Assigned task:
Include in the output exactly the lines from the opening of the data through the line containing "pub fn subscribe(&self)", and nothing more.

--

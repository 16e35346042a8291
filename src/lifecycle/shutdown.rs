//! Shutdown coordination for the gateway.

use tokio::sync::broadcast;

/// Coordinator for graceful shutdown.
///
/// Provides a broadcast channel that all long-running tasks can subscribe to.
pub struct Shutdown {
    tx: broadcast::Sender<()>,
}

impl Shutdown {
    pub fn new() -> Self {
        let (tx, _) = broadcast::channel(1);
        Self { tx }
    }

    /// Subscribe to the shutdown signal.
    pub fn subscribe(&self) -> broadcast::Receiver<()> {
        self.tx.subscribe()
    }

    /// Trigger the shutdown signal.
    pub fn trigger(&self) {
        let _ = self.tx.send(());
    }

    /// Number of tasks still listening.
    pub fn receiver_count(&self) -> usize {
        self.tx.receiver_count()
    }
}

impl Default for Shutdown {
    fn default() -> Self {
        Self::new()
    }
}
//! Lifecycle management subsystem.
//!
//! # Data Flow
//! ```text
//! Startup (main.rs):
//!     Load config → Validate → Open store → Build gateway → Bind listener
//!
//! Shutdown (shutdown.rs):
//!     Signal received → Stop accepting → Drain in-flight requests → Exit
//!
//! Signals (signals.rs):
//!     SIGTERM/SIGINT → Trigger graceful shutdown
//! ```

pub mod shutdown;
pub mod signals;

pub use shutdown::Shutdown;
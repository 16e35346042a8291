//! Configuration validation.
//!
//! # Responsibilities
//! - Semantic validation (serde handles syntactic)
//! - Validate value ranges (timeouts > 0, addresses parse)
//!
//! # Design Decisions
//! - Returns all validation errors, not just first
//! - Validation is pure function: GatewayConfig → Result<(), Vec<ValidationError>>
//! - Runs before config is accepted into the system

use std::net::SocketAddr;

use thiserror::Error;

use crate::config::schema::GatewayConfig;

#[derive(Debug, Clone, PartialEq, Eq, Error)]
pub enum ValidationError {
    #[error("{field}: '{value}' is not a valid socket address")]
    InvalidAddress { field: &'static str, value: String },

    #[error("{0} must be greater than zero")]
    NotPositive(&'static str),

    #[error("store.path must not be empty")]
    EmptyStorePath,

    #[error("observability.log_format must be \"pretty\" or \"json\", got '{0}'")]
    UnknownLogFormat(String),
}

pub fn validate_config(config: &GatewayConfig) -> Result<(), Vec<ValidationError>> {
    let mut errors = Vec::new();

    if config.listener.bind_address.parse::<SocketAddr>().is_err() {
        errors.push(ValidationError::InvalidAddress {
            field: "listener.bind_address",
            value: config.listener.bind_address.clone(),
        });
    }
    if config.listener.max_body_size == 0 {
        errors.push(ValidationError::NotPositive("listener.max_body_size"));
    }
    if config.store.path.trim().is_empty() {
        errors.push(ValidationError::EmptyStorePath);
    }
    if config.upstream.request_timeout_secs == 0 {
        errors.push(ValidationError::NotPositive("upstream.request_timeout_secs"));
    }
    if config.upstream.test_timeout_secs == 0 {
        errors.push(ValidationError::NotPositive("upstream.test_timeout_secs"));
    }
    if config.upstream.max_response_size == 0 {
        errors.push(ValidationError::NotPositive("upstream.max_response_size"));
    }
    if !matches!(config.observability.log_format.as_str(), "pretty" | "json") {
        errors.push(ValidationError::UnknownLogFormat(
            config.observability.log_format.clone(),
        ));
    }
    if config.observability.metrics_enabled
        && config
            .observability
            .metrics_address
            .parse::<SocketAddr>()
            .is_err()
    {
        errors.push(ValidationError::InvalidAddress {
            field: "observability.metrics_address",
            value: config.observability.metrics_address.clone(),
        });
    }

    if errors.is_empty() {
        Ok(())
    } else {
        Err(errors)
    }
}

#[cfg(test)]
mod tests {
    use super::*;

    #[test]
    fn test_defaults_are_valid() {
        assert!(validate_config(&GatewayConfig::default()).is_ok());
    }

    #[test]
    fn test_collects_all_errors() {
        let mut config = GatewayConfig::default();
        config.listener.bind_address = "nowhere".into();
        config.upstream.request_timeout_secs = 0;
        config.store.path = " ".into();
        config.observability.log_format = "xml".into();

        let errors = validate_config(&config).unwrap_err();
        assert_eq!(errors.len(), 4);
        assert!(errors.contains(&ValidationError::EmptyStorePath));
        assert!(errors.contains(&ValidationError::NotPositive("upstream.request_timeout_secs")));
    }

    #[test]
    fn test_metrics_address_only_checked_when_enabled() {
        let mut config = GatewayConfig::default();
        config.observability.metrics_address = "bad".into();
        assert!(validate_config(&config).is_ok());

        config.observability.metrics_enabled = true;
        assert!(validate_config(&config).is_err());
    }
}
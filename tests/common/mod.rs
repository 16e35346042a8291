//! Shared utilities for integration tests.

#![allow(dead_code)]

use std::future::Future;
use std::net::SocketAddr;
use std::sync::{Arc, Mutex};

use api_relay::config::GatewayConfig;
use api_relay::gateway::ProxyGateway;
use api_relay::http::HttpServer;
use api_relay::store::ConfigStore;
use axum::body::{Body, Bytes};
use axum::http::{header, HeaderMap, Method, Request, StatusCode, Uri};
use axum::Router;
use serde_json::Value;
use tempfile::TempDir;
use tokio::net::TcpListener;
use tower::ServiceExt;

/// One request as seen by a mock upstream.
#[derive(Debug, Clone)]
pub struct Recorded {
    pub method: Method,
    pub path: String,
    pub query: Option<String>,
    pub headers: HeaderMap,
    pub body: Bytes,
}

impl Recorded {
    pub fn json(&self) -> Value {
        serde_json::from_slice(&self.body).unwrap()
    }

    pub fn query_pairs(&self) -> Vec<(String, String)> {
        form_urlencoded::parse(self.query.as_deref().unwrap_or("").as_bytes())
            .into_owned()
            .collect()
    }
}

/// A running mock upstream on an ephemeral port.
pub struct MockUpstream {
    pub addr: SocketAddr,
    recorded: Arc<Mutex<Vec<Recorded>>>,
}

impl MockUpstream {
    pub fn url(&self, path: &str) -> String {
        format!("http://{}{}", self.addr, path)
    }

    pub fn requests(&self) -> Vec<Recorded> {
        self.recorded.lock().unwrap().clone()
    }

    pub fn last(&self) -> Recorded {
        self.requests().pop().expect("upstream saw no request")
    }
}

/// Start a mock upstream that always answers with a fixed status and body.
pub async fn start_mock_upstream(status: u16, body: &'static str) -> MockUpstream {
    start_programmable_upstream(move |_| async move { (status, body.to_string()) }).await
}

/// Start a mock upstream whose answer is computed per request.
pub async fn start_programmable_upstream<F, Fut>(f: F) -> MockUpstream
where
    F: Fn(Recorded) -> Fut + Send + Sync + 'static,
    Fut: Future<Output = (u16, String)> + Send + 'static,
{
    let listener = TcpListener::bind("127.0.0.1:0").await.unwrap();
    let addr = listener.local_addr().unwrap();
    let recorded = Arc::new(Mutex::new(Vec::new()));
    let f = Arc::new(f);

    let log = recorded.clone();
    let app = Router::new().fallback(
        move |method: Method, uri: Uri, headers: HeaderMap, body: Bytes| {
            let log = log.clone();
            let f = f.clone();
            async move {
                let request = Recorded {
                    method,
                    path: uri.path().to_string(),
                    query: uri.query().map(str::to_string),
                    headers,
                    body,
                };
                log.lock().unwrap().push(request.clone());
                let (status, body) = f(request).await;
                (
                    StatusCode::from_u16(status).unwrap(),
                    [(header::CONTENT_TYPE, "application/json")],
                    body,
                )
            }
        },
    );

    tokio::spawn(async move {
        let _ = axum::serve(listener, app).await;
    });

    MockUpstream { addr, recorded }
}

/// An address nothing listens on.
pub async fn closed_addr() -> SocketAddr {
    let listener = TcpListener::bind("127.0.0.1:0").await.unwrap();
    listener.local_addr().unwrap()
}

/// Gateway settings suited to loopback tests.
pub fn test_config(dir: &TempDir) -> GatewayConfig {
    let mut config = GatewayConfig::default();
    config.store.path = dir.path().join("db.json").to_string_lossy().into_owned();
    config.upstream.request_timeout_secs = 2;
    config.upstream.test_timeout_secs = 2;
    config.upstream.use_system_proxy = false;
    config
}

/// Build the in-process application over a fresh store.
pub async fn relay_app(dir: &TempDir) -> Router {
    relay_app_with(test_config(dir)).await
}

pub async fn relay_app_with(config: GatewayConfig) -> Router {
    let store = Arc::new(ConfigStore::open(&config.store.path).await.unwrap());
    let gateway = Arc::new(ProxyGateway::new(store, &config.upstream).unwrap());
    HttpServer::new(config, gateway).router()
}

/// Send one request through the router and decode the JSON answer.
pub async fn send(
    app: &Router,
    method: Method,
    uri: &str,
    body: Option<Value>,
) -> (StatusCode, HeaderMap, Value) {
    let mut builder = Request::builder().method(method).uri(uri);
    let body = match body {
        Some(value) => {
            builder = builder.header(header::CONTENT_TYPE, "application/json");
            Body::from(serde_json::to_vec(&value).unwrap())
        }
        None => Body::empty(),
    };
    send_request(app, builder.body(body).unwrap()).await
}

pub async fn send_request(app: &Router, request: Request<Body>) -> (StatusCode, HeaderMap, Value) {
    let response = app.clone().oneshot(request).await.unwrap();
    let status = response.status();
    let headers = response.headers().clone();
    let bytes = axum::body::to_bytes(response.into_body(), usize::MAX)
        .await
        .unwrap();
    let json = if bytes.is_empty() {
        Value::Null
    } else {
        serde_json::from_slice(&bytes).unwrap()
    };
    (status, headers, json)
}
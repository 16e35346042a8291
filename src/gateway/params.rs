//! Inbound parameter handling: merge, validate, remap.

use std::collections::BTreeMap;

use serde_json::{Map, Value};

use crate::gateway::error::ProxyError;

/// A flat parameter set keyed by field name.
pub type Params = Map<String, Value>;

/// Parameters of one inbound proxy call.
#[derive(Debug, Clone, Default)]
pub struct RequestParams {
    pub query: Params,
    pub body: Params,
    /// Correlation id forwarded to the upstream as `x-request-id`.
    pub request_id: Option<String>,
}

impl RequestParams {
    pub fn new() -> Self {
        Self::default()
    }

    /// Parse a raw `a=1&b=2` query string. Repeated keys keep the last value.
    pub fn from_query_string(raw: Option<&str>) -> Self {
        let query = raw
            .map(|q| {
                form_urlencoded::parse(q.as_bytes())
                    .map(|(k, v)| (k.into_owned(), Value::String(v.into_owned())))
                    .collect()
            })
            .unwrap_or_default();
        Self {
            query,
            ..Self::default()
        }
    }

    pub fn with_query(mut self, key: impl Into<String>, value: impl Into<Value>) -> Self {
        self.query.insert(key.into(), value.into());
        self
    }

    pub fn with_body(mut self, body: Params) -> Self {
        self.body = body;
        self
    }

    pub fn with_request_id(mut self, id: impl Into<String>) -> Self {
        self.request_id = Some(id.into());
        self
    }

    /// Query and body combined. Body wins on key collision.
    pub fn merged(&self) -> Params {
        let mut merged = self.query.clone();
        for (k, v) in &self.body {
            merged.insert(k.clone(), v.clone());
        }
        merged
    }
}

/// Absent, null and empty-string values count as missing.
pub fn is_present(value: Option<&Value>) -> bool {
    match value {
        None | Some(Value::Null) => false,
        Some(Value::String(s)) => !s.is_empty(),
        Some(_) => true,
    }
}

/// Fail on the first missing field, scanning in declaration order.
pub fn check_required(required: &[String], params: &Params) -> Result<(), ProxyError> {
    match required.iter().find(|f| !is_present(params.get(f.as_str()))) {
        Some(field) => Err(ProxyError::MissingRequiredField(field.clone())),
        None => Ok(()),
    }
}

/// Rename keys through `mapping`; unmapped keys keep their name.
pub fn remap(params: &Params, mapping: &BTreeMap<String, String>) -> Params {
    params
        .iter()
        .map(|(k, v)| {
            let key = mapping
                .get(k)
                .filter(|m| !m.is_empty())
                .unwrap_or(k)
                .clone();
            (key, v.clone())
        })
        .collect()
}

/// Render a parameter value for a query string or URL template.
pub fn to_param_string(value: &Value) -> String {
    match value {
        Value::String(s) => s.clone(),
        Value::Null => String::new(),
        other => other.to_string(),
    }
}

#[cfg(test)]
mod tests {
    use super::*;
    use serde_json::json;

    fn obj(v: Value) -> Params {
        v.as_object().cloned().unwrap()
    }

    #[test]
    fn test_body_overrides_query() {
        let params = RequestParams::from_query_string(Some("text=query&lang=en"))
            .with_body(obj(json!({"text": "body"})));
        let merged = params.merged();
        assert_eq!(merged["text"], json!("body"));
        assert_eq!(merged["lang"], json!("en"));
    }

    #[test]
    fn test_query_string_decoding() {
        let params = RequestParams::from_query_string(Some("q=hello%20world&q=last&x=a+b"));
        assert_eq!(params.query["q"], json!("last"));
        assert_eq!(params.query["x"], json!("a b"));
        assert!(RequestParams::from_query_string(None).query.is_empty());
    }

    #[test]
    fn test_first_missing_field_in_declaration_order() {
        let required = vec!["b".to_string(), "a".to_string(), "c".to_string()];
        let params = obj(json!({"c": "present"}));
        match check_required(&required, &params) {
            Err(ProxyError::MissingRequiredField(f)) => assert_eq!(f, "b"),
            other => panic!("unexpected {:?}", other),
        }
    }

    #[test]
    fn test_empty_values_are_missing() {
        let required = vec!["text".to_string()];
        assert!(check_required(&required, &obj(json!({"text": ""}))).is_err());
        assert!(check_required(&required, &obj(json!({"text": null}))).is_err());
        assert!(check_required(&required, &obj(json!({"text": 0}))).is_ok());
        assert!(check_required(&required, &obj(json!({"text": "hi"}))).is_ok());
    }

    #[test]
    fn test_remap_passes_unmapped_keys_through() {
        let mut mapping = BTreeMap::new();
        mapping.insert("text".to_string(), "q".to_string());
        let out = remap(&obj(json!({"text": "hi", "lang": "en"})), &mapping);
        assert_eq!(out, obj(json!({"q": "hi", "lang": "en"})));
    }

    #[test]
    fn test_param_strings() {
        assert_eq!(to_param_string(&json!("a")), "a");
        assert_eq!(to_param_string(&json!(3)), "3");
        assert_eq!(to_param_string(&json!(true)), "true");
        assert_eq!(to_param_string(&Value::Null), "");
    }
}
//! Configuration management subsystem.
//!
//! # Data Flow
//! ```text
//! config file (TOML, optional)
//!     → loader.rs (parse & deserialize)
//!     → validation.rs (semantic checks)
//!     → GatewayConfig (validated, immutable)
//!     → handed to HttpServer / ProxyGateway at startup
//! ```
//!
//! # Design Decisions
//! - Config is immutable once loaded; changes require a restart
//! - All fields have defaults to allow minimal configs
//! - Validation separates syntactic (serde) from semantic checks

pub mod loader;
pub mod schema;
pub mod validation;

pub use loader::{load_config, parse_config, ConfigError};
pub use schema::GatewayConfig;
pub use schema::ListenerConfig;
pub use schema::ObservabilityConfig;
pub use schema::StoreConfig;
pub use schema::UpstreamConfig;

--

Task answer:
repository 16e35346042a8291
filename src/lifecycle/shutdown.rs
//! Shutdown coordination for the gateway.

use tokio::sync::broadcast;

/// Coordinator for graceful shutdown.
///
/// Provides a broadcast channel that all long-running tasks can subscribe to.
pub struct Shutdown {
    tx: broadcast::Sender<()>,
}

impl Shutdown {
    pub fn new() -> Self {
        let (tx, _) = broadcast::channel(1);
        Self { tx }
    }

    /// Subscribe to the shutdown signal.
    pub fn subscribe(&self) -> broadcast::Receiver<()> {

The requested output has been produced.